Iraq has expressed delight at a succession of speeches denouncing war by leaders of a bloc that accounts for almost two-thirds of the United Nations, but disappointment at what its vice-president said was a weak show of support from Arab states.

 

 President Robert Mugabe of Zimbabwe opened proceedings on the second and final day of the three-yearly NAM summit with a blistering attack on the United States and President George W. Bush as a “big brother” proliferating arms and on Brtain’s Tony Blair as a neo-colonialist.

 The United States should set an example by being the first to destroy its enormous stocks of weapons, Mugabe said.

 

 “Iraq might have developed or desired to develop arms of mass destruction,” he said. “But the United States has massive arms of that magnitude.
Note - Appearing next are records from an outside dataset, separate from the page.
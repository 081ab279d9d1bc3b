//! Aggregation pipeline for the two public operations.
//!
//! Each request runs validate, cache check, source selection, fetch and
//! normalize, then cache write. The cache is fail-open: a read error is a
//! miss and a write error is logged and dropped, so the caller only ever sees
//! the pipeline's own [`AirQualityError`]s.

use crate::config::{AppConfig, CacheConfig, ProviderMode};
use crate::error::{AirQualityError, PipelineResult};
use crate::models::{AirQualityResult, CityRanking, LocationQuery, RankingQuery};
use crate::services::cache::{ResultCache, keys};
use crate::services::geocoding::{LocationResolver, NominatimResolver};
use crate::services::measurements::{MeasurementProvider, OpenAqClient};
use crate::services::metrics::{AppMetrics, PipelineMetrics};
use crate::services::mock_source;
use crate::services::normalizer::{normalize_measurements, normalize_rankings};
use crate::services::upstream_client::UpstreamClient;
use serde::Serialize;
use serde::de::DeserializeOwned;
use std::future::Future;
use std::sync::Arc;
use std::time::Duration;
use tracing::{debug, info, warn};

enum Source {
    Live {
        resolver: Arc<dyn LocationResolver>,
        provider: Arc<dyn MeasurementProvider>,
    },
    Mock,
}

/// Entry point for air-quality lookups and city rankings.
///
/// Cheap to share behind `web::Data`; every method takes `&self`.
pub struct AirQualityService {
    source: Source,
    cache: Arc<dyn ResultCache>,
    cache_config: CacheConfig,
    metrics: Option<PipelineMetrics>,
}

impl AirQualityService {
    /// Pipeline backed by real providers.
    pub fn live(
        resolver: Arc<dyn LocationResolver>,
        provider: Arc<dyn MeasurementProvider>,
        cache: Arc<dyn ResultCache>,
        cache_config: CacheConfig,
    ) -> Self {
        Self {
            source: Source::Live { resolver, provider },
            cache,
            cache_config,
            metrics: None,
        }
    }

    /// Pipeline serving synthetic data; never touches the network.
    pub fn mock(cache: Arc<dyn ResultCache>, cache_config: CacheConfig) -> Self {
        Self {
            source: Source::Mock,
            cache,
            cache_config,
            metrics: None,
        }
    }

    pub fn with_metrics(mut self, metrics: PipelineMetrics) -> Self {
        self.metrics = Some(metrics);
        self
    }

    /// Wire up the pipeline for the configured provider mode.
    pub fn from_config(
        config: &AppConfig,
        cache: Arc<dyn ResultCache>,
        metrics: Option<&AppMetrics>,
    ) -> PipelineResult<Self> {
        let service = match config.provider_mode {
            ProviderMode::Mock => {
                info!("Serving mock provider data");
                Self::mock(cache, config.cache.clone())
            }
            ProviderMode::Live => {
                let api_key = config.openaq_api_key.as_deref().ok_or_else(|| {
                    AirQualityError::Internal("Live mode requires a provider API key".into())
                })?;
                let client = UpstreamClient::new(
                    config.upstream.clone(),
                    metrics.map(|m| m.upstream.clone()),
                )
                .map_err(|e| AirQualityError::Internal(format!("HTTP client setup failed: {e}")))?;

                let resolver = NominatimResolver::new(
                    client.clone(),
                    &config.geocoder_base_url,
                    &config.geocoder_user_agent,
                )?;
                let provider = OpenAqClient::new(client, &config.openaq_base_url, api_key)?;

                info!(
                    geocoder = %config.geocoder_base_url,
                    provider = %config.openaq_base_url,
                    "Serving live provider data"
                );
                Self::live(
                    Arc::new(resolver),
                    Arc::new(provider),
                    cache,
                    config.cache.clone(),
                )
            }
        };

        Ok(match metrics {
            Some(m) => service.with_metrics(m.pipeline.clone()),
            None => service,
        })
    }

    pub fn mode(&self) -> ProviderMode {
        match self.source {
            Source::Live { .. } => ProviderMode::Live,
            Source::Mock => ProviderMode::Mock,
        }
    }

    pub fn cache_backend(&self) -> &'static str {
        self.cache.backend()
    }

    /// Current measurements near a free-text location.
    ///
    /// `radius_meters` defaults to 10 km and must lie in `[1000, 100000]`.
    pub async fn get_air_quality(
        &self,
        location: &str,
        radius_meters: Option<i64>,
    ) -> PipelineResult<AirQualityResult> {
        let query = LocationQuery::new(location, radius_meters)?;
        let key = keys::air_quality(&self.cache_config.key_prefix, &query);

        self.cached(
            keys::AIR_QUALITY,
            key,
            self.cache_config.air_quality_ttl(),
            || self.fetch_air_quality(&query),
        )
        .await
    }

    /// Locations ranked by their average for one pollutant, provider order kept.
    pub async fn get_city_rankings(
        &self,
        parameter: Option<&str>,
        limit: Option<i64>,
    ) -> PipelineResult<Vec<CityRanking>> {
        let query = RankingQuery::parse(parameter, limit)?;
        let key = keys::city_rankings(&self.cache_config.key_prefix, &query);

        self.cached(
            keys::CITY_RANKINGS,
            key,
            self.cache_config.city_rankings_ttl(),
            || self.fetch_city_rankings(&query),
        )
        .await
    }

    async fn fetch_air_quality(&self, query: &LocationQuery) -> PipelineResult<AirQualityResult> {
        let (resolver, provider) = match &self.source {
            Source::Mock => return Ok(mock_source::air_quality()),
            Source::Live { resolver, provider } => (resolver, provider),
        };

        let resolved = resolver.resolve(query.text()).await?;
        let records = provider
            .fetch_measurements(resolved.coordinates(), query.radius_meters())
            .await?;
        let measurements = normalize_measurements(records)?;

        Ok(AirQualityResult {
            coordinates: resolved.coordinates(),
            location: resolved.display_name,
            measurements,
        })
    }

    async fn fetch_city_rankings(&self, query: &RankingQuery) -> PipelineResult<Vec<CityRanking>> {
        match &self.source {
            Source::Mock => Ok(mock_source::city_rankings()),
            Source::Live { provider, .. } => {
                let records = provider
                    .fetch_rankings(query.parameter(), query.limit())
                    .await?;
                normalize_rankings(records, query.parameter())
            }
        }
    }

    async fn cached<T, F, Fut>(
        &self,
        operation: &'static str,
        key: String,
        ttl: Duration,
        compute: F,
    ) -> PipelineResult<T>
    where
        T: Serialize + DeserializeOwned,
        F: FnOnce() -> Fut,
        Fut: Future<Output = PipelineResult<T>>,
    {
        if let Some(hit) = self.read_cache::<T>(operation, &key).await {
            self.record_request(operation, "cache", "success");
            return Ok(hit);
        }

        let source = self.mode().as_str();
        let value = match compute().await {
            Ok(value) => value,
            Err(e) => {
                debug!(operation, error = %e, kind = e.kind(), "Pipeline request failed");
                self.record_request(operation, source, e.kind());
                return Err(e);
            }
        };
        self.record_request(operation, source, "success");

        self.write_cache(operation, &key, &value, ttl).await;
        Ok(value)
    }

    async fn read_cache<T: DeserializeOwned>(&self, operation: &'static str, key: &str) -> Option<T> {
        match self.cache.get(key).await {
            Ok(Some(bytes)) => match serde_json::from_slice(&bytes) {
                Ok(value) => {
                    debug!(operation, key, "Cache hit");
                    self.record_cache(operation, "hit");
                    Some(value)
                }
                Err(e) => {
                    warn!(operation, key, error = %e, "Discarding unreadable cache entry");
                    self.record_cache(operation, "corrupt");
                    None
                }
            },
            Ok(None) => {
                debug!(operation, key, "Cache miss");
                self.record_cache(operation, "miss");
                None
            }
            Err(e) => {
                warn!(operation, key, error = %e, "Cache read failed, treating as miss");
                self.record_cache(operation, "error");
                None
            }
        }
    }

    async fn write_cache<T: Serialize>(&self, operation: &'static str, key: &str, value: &T, ttl: Duration) {
        let payload = match serde_json::to_vec(value) {
            Ok(payload) => payload,
            Err(e) => {
                warn!(operation, error = %e, "Could not encode result for caching");
                self.record_cache(operation, "write_error");
                return;
            }
        };

        match self.cache.set(key, payload, ttl).await {
            Ok(()) => self.record_cache(operation, "write"),
            Err(e) => {
                warn!(operation, key, error = %e, "Cache write failed, result not cached");
                self.record_cache(operation, "write_error");
            }
        }
    }

    fn record_cache(&self, operation: &str, outcome: &str) {
        if let Some(metrics) = &self.metrics {
            metrics.record_cache(operation, outcome);
        }
    }

    fn record_request(&self, operation: &str, source: &str, result: &str) {
        if let Some(metrics) = &self.metrics {
            metrics.record_request(operation, source, result);
        }
    }
}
Why can’t they demonstrate what Iraq should (do) by destroying their own massive heaps first?”

 

 Iraqi Vice-President Taha Yassim Ramadan on Monday welcomed the NAM position, saying leaders of the movement had shown more support for Iraq than even its Arab neighbours.

 Support came from an expected quarter when Syria said it would vote against a second resolution on Iraq filed by Britain on Monday at the United Nations.

 

 “There is no justification for suggesting any draft. The inspectors are doing their work in implementation of resolution 1441,” Vice-President Abdel-Halim Khaddam told Reuters. ”Therefore, we do not agree with this draft.”

 Syria holds one of the revolving seats on the 15-member Security Council and is the only Arab member.

 

 NAM’s views matter because five other members are currently on the UN Security Council -- Angola, Guinea, Chile, Pakistan and Cameroon. Seven votes against can defeat a resolution.

 Leaders stressed the importance of respect for UN processes as NAM struggles for relevance in a world with just one remaining superpower.

 

 Most developing nations want weapons inspectors in Iraq to be given more time. NAM nations have seized on a March 1 deadline for Iraq to start destroying longer-range missiles and avert war.

 

 “Ferocious bull-dogs”

 

 The speeches that increasingly pitched the Third World against the richer nations maintained the theme of opposition to war while urging Iraq to comply with UN resolutions and get rid of any weapons of mass destruction.

 

 The United States, Britain and the West “have turned themselves into ferocious hunting bull-dogs raring to go as they sniff for more blood, Third World blood”, Mugabe told the 116-member movement.

 

 “We, their hunted game, are for slaughter,” he said.

 

 Cuba’s Fidel Castro said the world was living in hard times and issued a clarion call to mobilise world public opinion. ”Our most sacred duty is to fight and fight we will.”

 

 The summit was set to issue a statement that Baghdad comply with UN demands and scrap weapons of mass destruction, but it would also take a swipe at the United States by stressing the need for multilateral, rather than unilateral, action.

 

 The United States, backed by Britain, is massing troops on Iraq’s border and threatening war unless Saddam Hussein surrenders the alleged weapons.  While many NAM members want to discuss ways to boost the living standards of countries whose 116 economies combined are equal only to 90 percent of the US economy, the issue of weapons of mass destruction dominated.

 

 Delegates massed in the conference hall for the fourth speech of the day, a rare appearance at an international forum by Kim Yong Nam, president of secretive North Korea’s Supreme People’s Assembly whose country is at the heart of a nuclear crisis.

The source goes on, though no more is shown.